American Express Future Earnings and Revenue Growth
Assumptions
How have these above catalysts been quantified?- Analysts are assuming American Express's revenue will grow by 10.8% annually over the next 3 years.
- Analysts assume that profit margins will shrink from 16.3% today to 16.0% in 3 years time.
- Analysts expect earnings to reach $13.5 billion (and earnings per share of $20.09) by about April 2028, up from $10.1 billion today. The analysts are largely in agreement about this estimate.
- In order for the above numbers to justify the analysts price target, the company would need to trade at a PE ratio of 17.3x on those 2028 earnings, down from 17.4x today. This future PE is greater than the current PE for the US Consumer Finance industry at 9.7x.
- Analysts expect the number of shares outstanding to decline by 2.6% per year for the next 3 years.
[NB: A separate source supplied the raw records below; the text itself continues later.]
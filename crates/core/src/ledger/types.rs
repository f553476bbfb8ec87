//! Ledger transaction types.

use chrono::{DateTime, NaiveDate, Utc};
use rust_decimal::Decimal;
use serde::{Deserialize, Serialize};
use tally_shared::types::{
    AccountId, CurrencyCode, JournalEntryId, TenantId, TransactionId, UserId,
};

/// Business nature of a transaction.
#[derive(Debug, Clone, Copy, PartialEq, Eq, Hash, Serialize, Deserialize)]
#[serde(rename_all = "SCREAMING_SNAKE_CASE")]
pub enum TransactionType {
    /// Money earned.
    Income,
    /// Money spent.
    Expense,
    /// Movement between the tenant's own accounts.
    Transfer,
    /// Manual correction.
    Adjustment,
    /// Money returned.
    Refund,
}

/// Processing status. Does not affect balance aggregation.
#[derive(Debug, Clone, Copy, Default, PartialEq, Eq, Hash, Serialize, Deserialize)]
#[serde(rename_all = "SCREAMING_SNAKE_CASE")]
pub enum TransactionStatus {
    /// Awaiting settlement.
    Pending,
    /// Settled.
    #[default]
    Completed,
    /// Cancelled by the caller.
    Cancelled,
    /// Failed to settle.
    Failed,
}

/// Kind of external document a transaction originates from.
#[derive(Debug, Clone, Copy, PartialEq, Eq, Hash, Serialize, Deserialize)]
#[serde(rename_all = "snake_case")]
pub enum DocumentKind {
    /// Sales invoice.
    Invoice,
    /// Purchase order.
    PurchaseOrder,
    /// Supplier bill.
    Bill,
    /// Payment receipt.
    Payment,
    /// Approved investment.
    Investment,
    /// Anything else.
    Other,
}

impl DocumentKind {
    /// Stable storage name.
    #[must_use]
    pub const fn as_str(self) -> &'static str {
        match self {
            Self::Invoice => "invoice",
            Self::PurchaseOrder => "purchase_order",
            Self::Bill => "bill",
            Self::Payment => "payment",
            Self::Investment => "investment",
            Self::Other => "other",
        }
    }
}

impl std::str::FromStr for DocumentKind {
    type Err = String;

    fn from_str(s: &str) -> Result<Self, Self::Err> {
        match s {
            "invoice" => Ok(Self::Invoice),
            "purchase_order" => Ok(Self::PurchaseOrder),
            "bill" => Ok(Self::Bill),
            "payment" => Ok(Self::Payment),
            "investment" => Ok(Self::Investment),
            "other" => Ok(Self::Other),
            _ => Err(format!("Unknown document kind: {s}")),
        }
    }
}

/// Pointer to the external document behind a transaction.
#[derive(Debug, Clone, PartialEq, Eq, Serialize, Deserialize)]
pub struct DocumentReference {
    /// Document kind.
    pub kind: DocumentKind,
    /// Identifier in the owning module.
    pub id: String,
}

impl DocumentReference {
    /// Creates a document reference.
    #[must_use]
    pub fn new(kind: DocumentKind, id: impl Into<String>) -> Self {
        Self { kind, id: id.into() }
    }
}

/// A double-entry record: one debit side, one credit side, one amount.
#[derive(Debug, Clone, PartialEq, Eq, Serialize, Deserialize)]
pub struct LedgerTransaction {
    /// Unique identifier.
    pub id: TransactionId,
    /// Owning tenant.
    pub tenant_id: TenantId,
    /// Generated number, unique per tenant.
    pub number: String,
    /// Business date.
    pub transaction_date: NaiveDate,
    /// Business nature.
    pub transaction_type: TransactionType,
    /// Processing status.
    pub status: TransactionStatus,
    /// Account debited.
    pub debit_account_id: AccountId,
    /// Account credited.
    pub credit_account_id: AccountId,
    /// Amount, always positive.
    pub amount: Decimal,
    /// Currency of the amount.
    pub currency: CurrencyCode,
    /// Free text description.
    pub description: String,
    /// Originating document.
    pub reference: Option<DocumentReference>,
    /// Owning journal entry.
    pub journal_entry_id: Option<JournalEntryId>,
    /// Creator.
    pub created_by: Option<UserId>,
    /// Creation timestamp.
    pub created_at: DateTime<Utc>,
    /// Last update timestamp.
    pub updated_at: DateTime<Utc>,
}

impl LedgerTransaction {
    /// Returns true if the account is either side of this transaction.
    #[must_use]
    pub fn touches(&self, account_id: AccountId) -> bool {
        self.debit_account_id == account_id || self.credit_account_id == account_id
    }
}

/// Input for creating a transaction.
#[derive(Debug, Clone)]
pub struct NewTransaction {
    /// Business date.
    pub transaction_date: NaiveDate,
    /// Business nature.
    pub transaction_type: TransactionType,
    /// Processing status.
    pub status: TransactionStatus,
    /// Account debited.
    pub debit_account_id: AccountId,
    /// Account credited.
    pub credit_account_id: AccountId,
    /// Amount, must be positive.
    pub amount: Decimal,
    /// Currency; the debit account's currency when `None`.
    pub currency: Option<CurrencyCode>,
    /// Description, required.
    pub description: String,
    /// Originating document.
    pub reference: Option<DocumentReference>,
    /// Creator.
    pub created_by: Option<UserId>,
}

impl NewTransaction {
    /// Creates a completed transaction input.
    #[must_use]
    pub fn new(
        transaction_type: TransactionType,
        transaction_date: NaiveDate,
        debit_account_id: AccountId,
        credit_account_id: AccountId,
        amount: Decimal,
        description: impl Into<String>,
    ) -> Self {
        Self {
            transaction_date,
            transaction_type,
            status: TransactionStatus::default(),
            debit_account_id,
            credit_account_id,
            amount,
            currency: None,
            description: description.into(),
            reference: None,
            created_by: None,
        }
    }

    /// Sets the status.
    #[must_use]
    pub const fn with_status(mut self, status: TransactionStatus) -> Self {
        self.status = status;
        self
    }

    /// Sets the currency.
    #[must_use]
    pub const fn with_currency(mut self, currency: CurrencyCode) -> Self {
        self.currency = Some(currency);
        self
    }

    /// Sets the originating document.
    #[must_use]
    pub fn with_reference(mut self, reference: DocumentReference) -> Self {
        self.reference = Some(reference);
        self
    }

    /// Sets the creator.
    #[must_use]
    pub const fn created_by(mut self, user: UserId) -> Self {
        self.created_by = Some(user);
        self
    }
}

/// Partial update for a transaction. `None` leaves the field unchanged.
#[derive(Debug, Clone, Default)]
pub struct TransactionPatch {
    /// New business date.
    pub transaction_date: Option<NaiveDate>,
    /// New business nature.
    pub transaction_type: Option<TransactionType>,
    /// New status.
    pub status: Option<TransactionStatus>,
    /// New debit account.
    pub debit_account_id: Option<AccountId>,
    /// New credit account.
    pub credit_account_id: Option<AccountId>,
    /// New amount.
    pub amount: Option<Decimal>,
    /// New currency.
    pub currency: Option<CurrencyCode>,
    /// New description.
    pub description: Option<String>,
    /// New reference (`Some(None)` clears it).
    pub reference: Option<Option<DocumentReference>>,
}

/// Query criteria for listing transactions. Unset fields do not filter.
#[derive(Debug, Clone, Default)]
pub struct TransactionFilter {
    /// Account on either side.
    pub account_id: Option<AccountId>,
    /// Earliest transaction date, inclusive.
    pub from: Option<NaiveDate>,
    /// Latest transaction date, inclusive.
    pub to: Option<NaiveDate>,
    /// Business nature.
    pub transaction_type: Option<TransactionType>,
    /// Status.
    pub status: Option<TransactionStatus>,
    /// Owning journal entry.
    pub journal_entry_id: Option<JournalEntryId>,
}

impl TransactionFilter {
    /// Transactions touching an account.
    #[must_use]
    pub fn for_account(account_id: AccountId) -> Self {
        Self {
            account_id: Some(account_id),
            ..Self::default()
        }
    }

    /// Transactions dated within `[from, to]`.
    #[must_use]
    pub fn between(from: NaiveDate, to: NaiveDate) -> Self {
        Self {
            from: Some(from),
            to: Some(to),
            ..Self::default()
        }
    }

    /// Returns true if the transaction passes every set criterion.
    #[must_use]
    pub fn matches(&self, txn: &LedgerTransaction) -> bool {
        self.account_id.is_none_or(|a| txn.touches(a))
            && self.from.is_none_or(|d| txn.transaction_date >= d)
            && self.to.is_none_or(|d| txn.transaction_date <= d)
            && self.transaction_type.is_none_or(|t| txn.transaction_type == t)
            && self.status.is_none_or(|s| txn.status == s)
            && self
                .journal_entry_id
                .is_none_or(|e| txn.journal_entry_id == Some(e))
    }
}

/// Debit and credit totals of one account over a date range.
#[derive(Debug, Clone, Copy, Default, PartialEq, Eq, Serialize, Deserialize)]
pub struct Movement {
    /// Sum of amounts where the account is the debit side.
    pub debit: Decimal,
    /// Sum of amounts where the account is the credit side.
    pub credit: Decimal,
}

impl Movement {
    /// Adds a debit.
    pub fn add_debit(&mut self, amount: Decimal) {
        self.debit += amount;
    }

    /// Adds a credit.
    pub fn add_credit(&mut self, amount: Decimal) {
        self.credit += amount;
    }
}

/// Inclusive date window for aggregation. Unset bounds are open.
#[derive(Debug, Clone, Copy, Default, PartialEq, Eq, Hash)]
pub struct DateWindow {
    /// Earliest date, inclusive.
    pub from: Option<NaiveDate>,
    /// Latest date, inclusive.
    pub to: Option<NaiveDate>,
}

impl DateWindow {
    /// Everything dated on or before `as_of`; everything when `None`.
    #[must_use]
    pub const fn up_to(as_of: Option<NaiveDate>) -> Self {
        Self {
            from: None,
            to: as_of,
        }
    }

    /// Everything dated within `[start, end]`.
    #[must_use]
    pub const fn between(start: NaiveDate, end: NaiveDate) -> Self {
        Self {
            from: Some(start),
            to: Some(end),
        }
    }

    /// Returns true if the date lies inside the window.
    #[must_use]
    pub fn contains(&self, date: NaiveDate) -> bool {
        self.from.is_none_or(|f| date >= f) && self.to.is_none_or(|t| date <= t)
    }
}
- To value all of this in today's terms, we will use a discount rate of 7.33%, as per the Simply Wall St company report.
American Express Future Earnings Per Share Growth
Risks
What could happen that would invalidate this narrative?- Macroeconomic uncertainty, including a projection of up to 5.7% unemployment, could negatively impact consumer spending and small business revenue, ultimately affecting American Express’s revenue growth.
- A sequential slowdown in airline billings growth, as observed in the first quarter, could be a risk to overall T&E revenue growth if it indicates a longer-term trend.
- Small business spending may be vulnerable to market fluctuations and pricing pressures, which could lead to decreased transaction volumes and lower revenue from this segment.
- Heightened credit risk from changes in the macroeconomic environment could affect credit performance, potentially impacting net margins through increased provisions and write-offs.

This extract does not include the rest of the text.